- _DATA PROVIDED_:

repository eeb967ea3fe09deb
//! Stream persistence
//!
//! Streams are append-only: a key already in the table is left untouched.

use crate::models::Stream;
use spotan_common::Result;
use sqlx::{Row, SqliteConnection, SqlitePool};

/// Insert streams, ignoring keys already present. Returns rows written.
pub async fn insert_streams(conn: &mut SqliteConnection, streams: &[Stream]) -> Result<u64> {
    let mut inserted = 0;

    for stream in streams {
        let result = sqlx::query(
            r#"
            INSERT INTO streams (
                username, track_id, end_at, start_at, duration_ms,
                reason_start, reason_end, shuffle, incognito_mode
            ) VALUES (?, ?, ?, ?, ?, ?, ?, ?, ?)
            ON CONFLICT(username, track_id, end_at) DO NOTHING
            "#,
        )
        .bind(&stream.username)
        .bind(&stream.track_id)
        .bind(stream.end)
        .bind(stream.start)
        .bind(stream.duration_ms)
        .bind(&stream.reason_start)
        .bind(&stream.reason_end)
        .bind(stream.shuffle)
        .bind(stream.incognito_mode)
        .execute(&mut *conn)
        .await?;

        inserted += result.rows_affected();
    }

    Ok(inserted)
}

pub async fn load_streams(pool: &SqlitePool) -> Result<Vec<Stream>> {
    let rows = sqlx::query(
        r#"
        SELECT username, track_id, end_at, start_at, duration_ms,
               reason_start, reason_end, shuffle, incognito_mode
        FROM streams
        "#,
    )
    .fetch_all(pool)
    .await?;

    let streams = rows
        .into_iter()
        .map(|row| Stream {
            username: row.get("username"),
            track_id: row.get("track_id"),
            start: row.get("start_at"),
            end: row.get("end_at"),
            duration_ms: row.get("duration_ms"),
            reason_start: row.get("reason_start"),
            reason_end: row.get("reason_end"),
            shuffle: row.get("shuffle"),
            incognito_mode: row.get("incognito_mode"),
        })
        .collect();

    Ok(streams)
}
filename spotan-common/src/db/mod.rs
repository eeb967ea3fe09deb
//! Database initialization and schema

pub mod init;

pub use init::*;
//! Track entity and its audio-feature enums

use chrono::{DateTime, Utc};
use serde::{Deserialize, Serialize};

/// Pitch class of a track's estimated key.
///
/// Discriminants equal the provider's integer pitch class.
#[derive(Debug, Clone, Copy, PartialEq, Eq, Hash, Serialize, Deserialize)]
pub enum Key {
    C = 0,
    CSharp = 1,
    D = 2,
    DSharp = 3,
    E = 4,
    F = 5,
    FSharp = 6,
    G = 7,
    GSharp = 8,
    A = 9,
    ASharp = 10,
    B = 11,
}

impl Key {
    const ALL: [Key; 12] = [
        Key::C,
        Key::CSharp,
        Key::D,
        Key::DSharp,
        Key::E,
        Key::F,
        Key::FSharp,
        Key::G,
        Key::GSharp,
        Key::A,
        Key::ASharp,
        Key::B,
    ];

    /// Map a provider pitch class. `None` outside 0-11 (the provider sends -1
    /// when no key was detected).
    pub fn from_pitch_class(value: i64) -> Option<Key> {
        usize::try_from(value).ok().and_then(|i| Self::ALL.get(i).copied())
    }

    pub fn pitch_class(self) -> i64 {
        self as i64
    }
}

/// Modality of a track
#[derive(Debug, Clone, Copy, PartialEq, Eq, Hash, Serialize, Deserialize)]
pub enum Mode {
    Minor = 0,
    Major = 1,
}

impl Mode {
    pub fn from_raw(value: i64) -> Option<Mode> {
        match value {
            0 => Some(Mode::Minor),
            1 => Some(Mode::Major),
            _ => None,
        }
    }

    pub fn raw(self) -> i64 {
        self as i64
    }
}

/// Audio-feature scalars of a track
#[derive(Debug, Clone, Copy, PartialEq, Serialize, Deserialize)]
pub struct AudioFeatures {
    pub acousticness: f32,
    pub danceability: f32,
    pub energy: f32,
    pub instrumentalness: f32,
    pub key: Option<Key>,
    pub liveness: f32,
    pub loudness: f32,
    pub mode: Mode,
    pub speechiness: f32,
    pub estimated_tempo: f32,
    pub time_signature: f32,
    pub valence: f32,
}

/// Track as stored and cached
#[derive(Debug, Clone, PartialEq, Serialize, Deserialize)]
pub struct Track {
    /// Provider id
    pub spotify_id: String,
    pub name: String,
    pub length_ms: i64,
    pub explicit: bool,
    pub preview_url: Option<String>,
    pub features: AudioFeatures,
    pub album_id: Option<String>,
    /// Artist ids in provider credit order
    pub artist_ids: Vec<String>,
    pub last_refreshed: DateTime<Utc>,
}
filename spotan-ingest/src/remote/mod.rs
//! Remote metadata service
//!
//! The core only sees the [`MetadataService`] trait and the plain data it
//! returns; [`SpotifyClient`] is the production implementation.

pub mod spotify_client;

pub use spotify_client::SpotifyClient;

use async_trait::async_trait;
use std::time::Duration;
use thiserror::Error;

/// Metadata service errors
#[derive(Debug, Clone, Error)]
pub enum RemoteError {
    #[error("Network error: {0}")]
    Network(String),

    #[error("Not found: {0}")]
    NotFound(String),

    /// The service asked us to back off for `retry_after`
    #[error("Rate limited, retry after {retry_after:?}")]
    RateLimited { retry_after: Duration },

    #[error("Unauthorized: {0}")]
    Unauthorized(String),

    #[error("API error {0}: {1}")]
    Api(u16, String),

    #[error("Parse error: {0}")]
    Parse(String),

    /// Id that cannot name a provider object; never sent upstream
    #[error("Invalid id: {0:?}")]
    InvalidId(String),
}

/// Provider ids are non-empty base62 strings
pub fn is_provider_id(id: &str) -> bool {
    !id.is_empty() && id.bytes().all(|b| b.is_ascii_alphanumeric())
}

/// Image reference; the provider lists the largest first
#[derive(Debug, Clone, PartialEq)]
pub struct RemoteImage {
    pub url: String,
    pub width: Option<u32>,
    pub height: Option<u32>,
}

#[derive(Debug, Clone, PartialEq)]
pub struct RemoteTrack {
    pub id: String,
    pub name: String,
    pub duration_ms: i64,
    pub explicit: bool,
    pub preview_url: Option<String>,
    pub album_id: Option<String>,
    pub artist_ids: Vec<String>,
}

/// Raw audio features; `key` and `mode` are the provider's integers
#[derive(Debug, Clone, PartialEq)]
pub struct RemoteAudioFeatures {
    pub acousticness: f32,
    pub danceability: f32,
    pub energy: f32,
    pub instrumentalness: f32,
    pub key: i64,
    pub liveness: f32,
    pub loudness: f32,
    pub mode: i64,
    pub speechiness: f32,
    pub tempo: f32,
    pub time_signature: f32,
    pub valence: f32,
}

#[derive(Debug, Clone, PartialEq)]
pub struct RemoteAlbum {
    pub id: String,
    pub name: String,
    pub images: Vec<RemoteImage>,
    /// `YYYY`, `YYYY-MM` or `YYYY-MM-DD`
    pub release_date: Option<String>,
    pub artist_ids: Vec<String>,
}

#[derive(Debug, Clone, PartialEq)]
pub struct RemoteArtist {
    pub id: String,
    pub name: String,
    pub images: Vec<RemoteImage>,
    pub popularity: u32,
}

/// Read operations the ingestion core needs from the metadata service.
///
/// Any call may fail with [`RemoteError::RateLimited`]; callers go through
/// [`crate::services::RateLimitedFetcher`] to absorb it.
#[async_trait]
pub trait MetadataService: Send + Sync {
    async fn get_track(&self, id: &str) -> Result<RemoteTrack, RemoteError>;

    async fn get_audio_features(&self, id: &str) -> Result<RemoteAudioFeatures, RemoteError>;

    async fn get_album(&self, id: &str) -> Result<RemoteAlbum, RemoteError>;

    async fn get_artist(&self, id: &str) -> Result<RemoteArtist, RemoteError>;
}

#[cfg(test)]
mod tests {
    use super::*;

    #[test]
    fn test_provider_id_is_base62() {
        assert!(is_provider_id("4uLU6hMCjMI75M1A2tKUQC"));
        assert!(!is_provider_id(""));
        assert!(!is_provider_id("AL1/../tracks"));
        assert!(!is_provider_id("id?market=SE"));
        assert!(!is_provider_id("caf\u{e9}"));
    }
}
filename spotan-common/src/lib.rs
//! # Spotan Common Library
//!
//! Shared code for the spotan tools including:
//! - Common error type
//! - Bootstrap configuration loading (TOML, root folder resolution)
//! - SQLite database initialization and schema
//! - Timestamp helpers

pub mod config;
pub mod db;
pub mod error;
pub mod time;

pub use error::{Error, Result};
//! Artist persistence

use crate::models::Artist;
use spotan_common::Result;
use sqlx::{Row, SqliteConnection, SqlitePool};

/// Insert or update one artist
pub async fn upsert_artist(conn: &mut SqliteConnection, artist: &Artist) -> Result<()> {
    sqlx::query(
        r#"
        INSERT INTO artists (spotify_id, name, image_url, popularity, last_refreshed)
        VALUES (?, ?, ?, ?, ?)
        ON CONFLICT(spotify_id) DO UPDATE SET
            name = excluded.name,
            image_url = excluded.image_url,
            popularity = excluded.popularity,
            last_refreshed = excluded.last_refreshed
        "#,
    )
    .bind(&artist.spotify_id)
    .bind(&artist.name)
    .bind(&artist.image_url)
    .bind(i64::from(artist.popularity))
    .bind(artist.last_refreshed)
    .execute(conn)
    .await?;

    Ok(())
}

pub async fn load_artists(pool: &SqlitePool) -> Result<Vec<Artist>> {
    let rows = sqlx::query(
        r#"
        SELECT spotify_id, name, image_url, popularity, last_refreshed
        FROM artists
        "#,
    )
    .fetch_all(pool)
    .await?;

    let artists = rows
        .into_iter()
        .map(|row| {
            let popularity: i64 = row.get("popularity");
            Artist {
                spotify_id: row.get("spotify_id"),
                name: row.get("name"),
                image_url: row.get("image_url"),
                popularity: u32::try_from(popularity).unwrap_or(0),
                last_refreshed: row.get("last_refreshed"),
            }
        })
        .collect();

    Ok(artists)
}
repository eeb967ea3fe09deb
//! Track resolution
//!
//! A track needs two remote calls (track and audio features) plus its
//! album and artists. The two calls run concurrently, and so do the album
//! and artist lookups. A failed dependency fails the track; no partially
//! linked track is ever cached or persisted.

use super::album_resolver::AlbumResolver;
use super::artist_resolver::ArtistResolver;
use super::rate_limited_fetcher::RateLimitedFetcher;
use super::single_flight::{CacheEntry, EntityHandle, SingleFlightCache};
use super::staleness::StalenessPolicy;
use super::unique_ids;
use crate::db::EntityStore;
use crate::error::ResolveError;
use crate::models::{AudioFeatures, Key, Mode, Track};
use crate::remote::{RemoteAudioFeatures, RemoteTrack};
use chrono::{DateTime, Utc};
use spotan_common::time;
use std::sync::Arc;

impl CacheEntry for Track {
    type Key = String;
    const KIND: &'static str = "track";

    fn key(&self) -> String {
        self.spotify_id.clone()
    }

    fn last_refreshed(&self) -> DateTime<Utc> {
        self.last_refreshed
    }
}

fn build_features(id: &str, raw: RemoteAudioFeatures) -> Result<AudioFeatures, ResolveError> {
    let mode = Mode::from_raw(raw.mode).ok_or_else(|| ResolveError::InvalidData {
        entity: Track::KIND,
        id: id.to_string(),
        message: format!("mode {} is neither 0 nor 1", raw.mode),
    })?;

    Ok(AudioFeatures {
        acousticness: raw.acousticness,
        danceability: raw.danceability,
        energy: raw.energy,
        instrumentalness: raw.instrumentalness,
        // -1 means no key detected
        key: Key::from_pitch_class(raw.key),
        liveness: raw.liveness,
        loudness: raw.loudness,
        mode,
        speechiness: raw.speechiness,
        estimated_tempo: raw.tempo,
        time_signature: raw.time_signature,
        valence: raw.valence,
    })
}

pub(crate) fn build_track(
    id: &str,
    remote: RemoteTrack,
    features: RemoteAudioFeatures,
    now: DateTime<Utc>,
) -> Result<Track, ResolveError> {
    Ok(Track {
        spotify_id: id.to_string(),
        name: remote.name,
        length_ms: remote.duration_ms,
        explicit: remote.explicit,
        preview_url: remote.preview_url,
        features: build_features(id, features)?,
        album_id: remote.album_id.filter(|a| !a.is_empty()),
        artist_ids: unique_ids(&remote.artist_ids),
        last_refreshed: now,
    })
}

#[derive(Clone)]
pub struct TrackResolver {
    cache: Arc<SingleFlightCache<Track>>,
    fetcher: RateLimitedFetcher,
    albums: AlbumResolver,
    artists: ArtistResolver,
    store: Arc<dyn EntityStore>,
}

impl TrackResolver {
    pub fn new(
        fetcher: RateLimitedFetcher,
        albums: AlbumResolver,
        artists: ArtistResolver,
        store: Arc<dyn EntityStore>,
        policy: StalenessPolicy,
    ) -> Self {
        Self {
            cache: Arc::new(SingleFlightCache::new(policy)),
            fetcher,
            albums,
            artists,
            store,
        }
    }

    pub fn cache(&self) -> &SingleFlightCache<Track> {
        &self.cache
    }

    pub async fn get(&self, id: &str) -> Result<EntityHandle<Track>, ResolveError> {
        let fetcher = self.fetcher.clone();
        let albums = self.albums.clone();
        let artists = self.artists.clone();
        let store = Arc::clone(&self.store);
        let key = id.to_string();
        let track_id = key.clone();

        self.cache
            .get(&key, move |_previous| async move {
                let (remote, features) = tokio::try_join!(
                    fetcher.get_track(&track_id),
                    fetcher.get_audio_features(&track_id)
                )
                .map_err(|e| ResolveError::remote(Track::KIND, &track_id, e))?;

                let track = build_track(&track_id, remote, features, time::now())?;

                let album = async {
                    match &track.album_id {
                        Some(album_id) => albums.get(album_id).await.map(Some),
                        None => Ok(None),
                    }
                };
                tokio::try_join!(album, artists.get_many(&track.artist_ids))
                    .map_err(|e| ResolveError::dependency(Track::KIND, &track_id, e))?;

                store
                    .upsert_tracks(std::slice::from_ref(&track))
                    .await
                    .map_err(|e| ResolveError::store(Track::KIND, &track_id, e))?;

                Ok(track)
            })
            .await
    }
}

- _EXERCISE DIRECTIONS_: Out of the entries above, write out only the lines between the line holding "pub fn pitch_class(self)" and the line holding "#[derive(Debug, Clone, Copy, PartialEq, Serialize, Deserialize)]", inclusive, each exactly as given.

- _FINISHED TASK_:
    pub fn pitch_class(self) -> i64 {
        self as i64
    }
}

/// Modality of a track
#[derive(Debug, Clone, Copy, PartialEq, Eq, Hash, Serialize, Deserialize)]
pub enum Mode {
    Minor = 0,
    Major = 1,
}

impl Mode {
    pub fn from_raw(value: i64) -> Option<Mode> {
        match value {
            0 => Some(Mode::Minor),
            1 => Some(Mode::Major),
            _ => None,
        }
    }

    pub fn raw(self) -> i64 {
        self as i64
    }
}

/// Audio-feature scalars of a track
#[derive(Debug, Clone, Copy, PartialEq, Serialize, Deserialize)]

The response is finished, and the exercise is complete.